Apple could make its own search engine and end its reliance on Google, a report points out, with Apple already possessing most of the components it needs to go it alone.

Using Google for search has been lucrative for Apple, with the search giant paying Apple billions to be the top search option in iOS. But while the arrangement being discussed in court is beneficial to Apple, there's always a possibility of it deciding to go its own way.

In Sunday's "Power On" newsletter for Bloomberg, Mark Gurman reasons that Apple could create its own search engine and create an Apple Watch-sized revenue stream with the sale of advertising. One that is a "long shot" from actually happening due to how the incentives of the Apple-Google deal line up, despite repeated rumors on the topic.

A person involved with the deal explained that the alignment of incentives was a big part of its creation, since while Apple could promote rival searches, it at least earns by steering customers to Google.

However, Apple could earn more revenue than the Google deal by bringing search in-house. This possibility has helped Apple push to work on its own search technology, which helps on-device services but not web search.

Going it alone

In the what-if scenario, Gurman proposes Apple could offer a more integrated and private solution than Google. This is already evident in search engines made for services like the App Store and Maps.

Apple has also been working on a next-gen search engine for apps codenamed "Pegasus" under former Google executive John Giannandrea over the last few years. That will apparently arrive on apps like the App Store soon, offering more accurate search results.
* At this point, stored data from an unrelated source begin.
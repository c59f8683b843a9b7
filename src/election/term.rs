use std::sync::atomic::{AtomicU64, Ordering};

/// Monotonic term counter shared between the driver loop and in-flight RPC
/// tasks. A term never decreases for the lifetime of the node; it lives in
/// memory only, so election safety across process restarts is not guaranteed.
#[derive(Debug, Default)]
pub struct TermRegister {
    value: AtomicU64,
}

impl TermRegister {
    pub fn new(initial: u64) -> Self {
        Self {
            value: AtomicU64::new(initial),
        }
    }

    /// Read the current term.
    pub fn current(&self) -> u64 {
        self.value.load(Ordering::SeqCst)
    }

    /// Increment and return the new term (new election).
    pub fn next(&self) -> u64 {
        self.value.fetch_add(1, Ordering::SeqCst) + 1
    }

    /// Raise the term to `term` if it is ahead; otherwise leave it alone.
    pub fn update_to(&self, term: u64) {
        self.value.fetch_max(term, Ordering::SeqCst);
    }

    /// Whether the current term is strictly behind `term`.
    pub fn is_before(&self, term: u64) -> bool {
        self.current() < term
    }
}
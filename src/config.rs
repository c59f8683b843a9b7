#[derive(Debug, Clone)]
pub struct ElectionConfig {
    /// Base election timeout; the effective timeout is drawn uniformly
    /// from [election_timeout_ms, 2 * election_timeout_ms) on each re-arm.
    pub election_timeout_ms: u64,
    /// Leader heartbeat period; keep well below the election timeout.
    pub heartbeat_interval_ms: u64,
    /// Deadline for a candidate to collect a majority of votes.
    pub vote_timeout_ms: u64,
}

impl Default for ElectionConfig {
    fn default() -> Self {
        Self {
            election_timeout_ms: 300,
            heartbeat_interval_ms: 30,
            vote_timeout_ms: 300,
        }
    }
}

impl ElectionConfig {
    pub fn new() -> Self {
        Self::default()
    }

    pub fn with_election_timeout_ms(mut self, ms: u64) -> Self {
        self.election_timeout_ms = ms;
        self
    }

    pub fn with_heartbeat_interval_ms(mut self, ms: u64) -> Self {
        self.heartbeat_interval_ms = ms;
        self
    }

    pub fn with_vote_timeout_ms(mut self, ms: u64) -> Self {
        self.vote_timeout_ms = ms;
        self
    }
}
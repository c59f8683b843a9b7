//! Topic-scoped election protocol messages.
//!
//! For a topic `T` the protocol owns two qualifiers, `T/vote` and
//! `T/heartbeat`. The qualifier namespace is part of the external interface;
//! peers running other implementations match on it.

use serde::{Deserialize, Serialize};

use crate::cluster::Message;
use crate::error::Result;

const VOTE: &str = "vote";
const HEARTBEAT: &str = "heartbeat";

#[derive(Debug, Clone, PartialEq, Eq, Serialize, Deserialize)]
pub struct VoteRequest {
    pub term: u64,
}

#[derive(Debug, Clone, PartialEq, Eq, Serialize, Deserialize)]
pub struct VoteResponse {
    pub granted: bool,
    pub member_id: String,
}

#[derive(Debug, Clone, PartialEq, Eq, Serialize, Deserialize)]
pub struct HeartbeatRequest {
    pub term: u64,
    pub member_id: String,
}

#[derive(Debug, Clone, PartialEq, Eq, Serialize, Deserialize)]
pub struct HeartbeatResponse {
    pub member_id: String,
    pub term: u64,
}

pub fn vote_qualifier(topic: &str) -> String {
    format!("{}/{}", topic, VOTE)
}

pub fn heartbeat_qualifier(topic: &str) -> String {
    format!("{}/{}", topic, HEARTBEAT)
}

pub fn is_vote(topic: &str, qualifier: &str) -> bool {
    qualifier == vote_qualifier(topic)
}

pub fn is_heartbeat(topic: &str, qualifier: &str) -> bool {
    qualifier == heartbeat_qualifier(topic)
}

pub fn vote_request(sender: &str, topic: &str, request: &VoteRequest) -> Result<Message> {
    Message::request(vote_qualifier(topic), sender, request)
}

pub fn heartbeat_request(sender: &str, topic: &str, request: &HeartbeatRequest) -> Result<Message> {
    Message::request(heartbeat_qualifier(topic), sender, request)
}

pub fn vote_response(request: &Message, sender: &str, response: &VoteResponse) -> Result<Message> {
    Message::reply(request, sender, response)
}

pub fn heartbeat_response(
    request: &Message,
    sender: &str,
    response: &HeartbeatResponse,
) -> Result<Message> {
    Message::reply(request, sender, response)
}
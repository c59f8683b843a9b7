use std::sync::Arc;

use clap::Parser;
use tracing_subscriber::EnvFilter;

use gossip_election::cluster::local::LocalFabric;
use gossip_election::shutdown::run_until_signal;
use gossip_election::{ElectionConfig, LeaderElection};

#[derive(Parser, Debug)]
#[command(name = "gossip-election")]
#[command(about = "In-process demo of per-topic Raft-style leader election")]
struct Args {
    /// Number of members to run in this process
    #[arg(long, default_value = "3")]
    nodes: usize,

    /// Election topic (group name)
    #[arg(long, default_value = "demo")]
    topic: String,

    /// Base election timeout in milliseconds
    #[arg(long, default_value = "300")]
    election_timeout_ms: u64,

    /// Leader heartbeat interval in milliseconds
    #[arg(long, default_value = "30")]
    heartbeat_interval_ms: u64,
}

#[tokio::main]
async fn main() -> Result<(), Box<dyn std::error::Error>> {
    // Initialize logging
    tracing_subscriber::fmt()
        .with_env_filter(
            EnvFilter::try_from_default_env().unwrap_or_else(|_| EnvFilter::new("info")),
        )
        .init();

    let args = Args::parse();

    let config = ElectionConfig::new()
        .with_election_timeout_ms(args.election_timeout_ms)
        .with_heartbeat_interval_ms(args.heartbeat_interval_ms)
        .with_vote_timeout_ms(args.election_timeout_ms);

    tracing::info!(
        nodes = args.nodes,
        topic = %args.topic,
        election_timeout_ms = config.election_timeout_ms,
        heartbeat_interval_ms = config.heartbeat_interval_ms,
        "Starting in-process election group"
    );

    let fabric = LocalFabric::new();
    let mut drivers = Vec::new();
    for i in 0..args.nodes {
        let handle = fabric.join(&format!("node-{}", i)).await;
        let election = LeaderElection::new(Arc::new(handle), args.topic.clone(), config.clone());

        let mut events = election.listen();
        let member_id = election.member_id().to_string();
        tokio::spawn(async move {
            while let Ok(event) = events.recv().await {
                tracing::info!(
                    member_id = %member_id,
                    role = %event.role(),
                    term = event.term(),
                    at = %event.at(),
                    "election event"
                );
            }
        });

        election.start().await?;
        drivers.push(election);
    }

    run_until_signal(&drivers).await?;

    Ok(())
}
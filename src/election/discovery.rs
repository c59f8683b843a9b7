use std::sync::Arc;

use crate::cluster::{Cluster, Member};

/// Metadata value a member gossips under its topic key to register as an
/// election participant.
pub const LEADER_ELECTION: &str = "leader-election";

/// Looks up the remote members participating in one election topic.
pub struct PeerDiscovery {
    cluster: Arc<dyn Cluster>,
    topic: String,
}

impl PeerDiscovery {
    pub fn new(cluster: Arc<dyn Cluster>, topic: impl Into<String>) -> Self {
        Self {
            cluster,
            topic: topic.into(),
        }
    }

    /// Snapshot of all remote members whose gossiped metadata registers them
    /// in this topic. Recomputed on every call; the set may churn between
    /// calls within a single election round.
    pub async fn find_peers(&self) -> Vec<Member> {
        let mut peers = Vec::new();
        for member in self.cluster.other_members().await {
            let metadata = self.cluster.metadata(&member).await;
            if metadata.get(&self.topic).map(String::as_str) == Some(LEADER_ELECTION) {
                peers.push(member);
            }
        }
        peers
    }
}

#[cfg(test)]
mod tests {
    use super::*;
    use crate::cluster::local::LocalFabric;

    #[tokio::test]
    async fn test_find_peers_filters_on_topic_metadata() {
        let fabric = LocalFabric::new();
        let a = fabric.join("a").await;
        let b = fabric.join("b").await;
        let c = fabric.join("c").await;

        b.update_metadata_property("orders", LEADER_ELECTION)
            .await
            .unwrap();
        // Same topic key, wrong value: not a participant
        c.update_metadata_property("orders", "observer")
            .await
            .unwrap();

        let discovery = PeerDiscovery::new(Arc::new(a), "orders");
        let peers = discovery.find_peers().await;

        assert_eq!(peers.len(), 1);
        assert_eq!(peers[0].id, "b");
    }

    #[tokio::test]
    async fn test_find_peers_excludes_self_and_other_topics() {
        let fabric = LocalFabric::new();
        let a = fabric.join("a").await;
        let b = fabric.join("b").await;

        a.update_metadata_property("orders", LEADER_ELECTION)
            .await
            .unwrap();
        b.update_metadata_property("billing", LEADER_ELECTION)
            .await
            .unwrap();

        let discovery = PeerDiscovery::new(Arc::new(a), "orders");
        assert!(discovery.find_peers().await.is_empty());
    }
}
//! Finite difference methods for multi-dimensional parabolic PDEs.
//!
//! The building blocks are layered bottom-up:
//!
//! - [`grid`] builds one-dimensional axes (uniform, sinh-concentrated,
//!   exponential, cubic sigmoid) and the tensor-product [`Grid`](grid::Grid)
//!   holding the initial condition and the live solution.
//! - [`coefficients`] produces centered, forward and backward
//!   first/second-derivative weights on a non-uniform axis and stitches them
//!   together around an upwind or downwind switch point.
//! - [`BandedOperator`] stores a linear operator `A·x + R` as a handful of
//!   diagonals over the flattened grid and solves `A·x = b - R` by
//!   per-line Thomas/pentadiagonal elimination or a banded LU.
//! - [`cross`] holds the mixed-derivative operator in its coupled and
//!   diagonalized (factored) forms.
//! - [`engine`] owns the grid plus one operator per dimension, and
//!   [`schemes`] advances it in time.
//!
//! Grids are stored row-major: the last axis is contiguous in memory.

/// Banded linear operators over flattened grids.
pub mod banded_operator;
/// Derivative weights on non-uniform axes.
pub mod coefficients;
/// Mixed-derivative operators.
pub mod cross;
/// Row-aligned diagonal storage.
pub mod diagonals;
/// The time-stepping engine.
pub mod engine;
/// Axes and tensor-product grids.
pub mod grid;
/// Implicit, Douglas and Hundsdorfer–Verwer schemes.
pub mod schemes;

pub use banded_operator::{BandedLu, BandedOperator, Combine, Layout};
pub use diagonals::Diagonals;
//! Closed-form Black–Scholes–Merton prices and Greeks.
//!
//! Used as the reference the Black–Scholes finite-difference engine is
//! checked against.

use fd_core::Real;
use fd_math::distributions::{normal_cdf, normal_pdf};

use crate::option::OptionType;

/// Closed-form price and sensitivities of a European option.
#[derive(Debug, Clone, Copy, PartialEq, Default)]
pub struct BlackScholesResults {
    /// Present value.
    pub npv: Real,
    /// `∂V/∂S`.
    pub delta: Real,
    /// `∂²V/∂S²`.
    pub gamma: Real,
    /// `∂V/∂σ`, per unit of volatility.
    pub vega: Real,
    /// `∂V/∂t`, per year.
    pub theta: Real,
    /// `∂V/∂r`, per unit of rate.
    pub rho: Real,
}

/// Black–Scholes–Merton price and Greeks:
///
/// $$C = S e^{-qT} N(d_1) - K e^{-rT} N(d_2)$$
/// $$P = K e^{-rT} N(-d_2) - S e^{-qT} N(-d_1)$$
///
/// where $d_{1,2} = \frac{\ln(S/K) + (r - q \pm \sigma^2/2)T}{\sigma\sqrt{T}}$.
pub fn black_scholes_merton(
    option_type: OptionType,
    spot: Real,
    strike: Real,
    risk_free_rate: Real,
    dividend_yield: Real,
    volatility: Real,
    time_to_expiry: Real,
) -> BlackScholesResults {
    let phi = option_type.sign();
    let t = time_to_expiry;

    if t <= 0.0 {
        return BlackScholesResults {
            npv: option_type.payoff(spot, strike),
            ..Default::default()
        };
    }

    let r = risk_free_rate;
    let q = dividend_yield;
    let sigma = volatility;
    let sqrt_t = t.sqrt();
    let std_dev = sigma * sqrt_t;
    let df_r = (-r * t).exp();
    let df_q = (-q * t).exp();
    let fwd = spot * ((r - q) * t).exp();

    let (d1, d2) = if std_dev > 1e-15 {
        let d1 = ((spot / strike).ln() + (r - q + 0.5 * sigma * sigma) * t) / std_dev;
        (d1, d1 - std_dev)
    } else {
        let big = if fwd > strike { 1e15 } else { -1e15 };
        (big, big)
    };

    let nd1 = normal_cdf(phi * d1);
    let nd2 = normal_cdf(phi * d2);
    let npd1 = normal_pdf(d1);

    let npv = phi * (spot * df_q * nd1 - strike * df_r * nd2);
    let delta = phi * df_q * nd1;
    let gamma = if std_dev > 1e-15 {
        df_q * npd1 / (spot * std_dev)
    } else {
        0.0
    };
    let vega = spot * df_q * npd1 * sqrt_t;
    let theta = -(spot * df_q * npd1 * sigma) / (2.0 * sqrt_t) - phi * r * strike * df_r * nd2
        + phi * q * spot * df_q * nd1;
    let rho = phi * strike * t * df_r * nd2;

    BlackScholesResults {
        npv,
        delta,
        gamma,
        vega,
        theta,
        rho,
    }
}

#[cfg(test)]
mod tests {
    use super::*;
    use approx::assert_abs_diff_eq;

    #[test]
    fn known_call_value() {
        // Hull, 10th ed. example 15.6: 4.76
        let res = black_scholes_merton(OptionType::Call, 42.0, 40.0, 0.1, 0.0, 0.2, 0.5);
        assert_abs_diff_eq!(res.npv, 4.759, epsilon = 1e-3);
        assert!(res.delta > 0.0 && res.delta < 1.0);
    }

    #[test]
    fn put_call_parity() {
        let (s, k, r, q, v, t) = (100.0, 99.0, 0.06, 0.01, 0.2, 1.0);
        let c = black_scholes_merton(OptionType::Call, s, k, r, q, v, t).npv;
        let p = black_scholes_merton(OptionType::Put, s, k, r, q, v, t).npv;
        assert_abs_diff_eq!(
            c - p,
            s * (-q * t).exp() - k * (-r * t).exp(),
            epsilon = 1e-12
        );
    }

    #[test]
    fn expired_is_intrinsic() {
        let res = black_scholes_merton(OptionType::Put, 90.0, 100.0, 0.05, 0.0, 0.2, 0.0);
        assert_eq!(res.npv, 10.0);
        assert_eq!(res.gamma, 0.0);
    }
}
Another piece of evidence is Spotlight, which does rely on Bing and Google for search results, which may get more improvements through generative AI tools.

The Applebot web crawler is also an important element, since it scours the Internet for websites similar to Microsoft and Google's versions. Then there's the advertising technology team that could eventually create an advertising group for web search.

It is reasoned that comments from Apple SVP of Services Eddy Cue saying Google's search is the best and that Apple has no incentive to make its own are probably true, but could also be a measure to try and protect Google from government enforcement. If the US believes Google violated antitrust laws, the existing billion-dollar search deal could go up in smoke.

Google therefore remains Apple's best option, at least until Apple believes it has made a better one.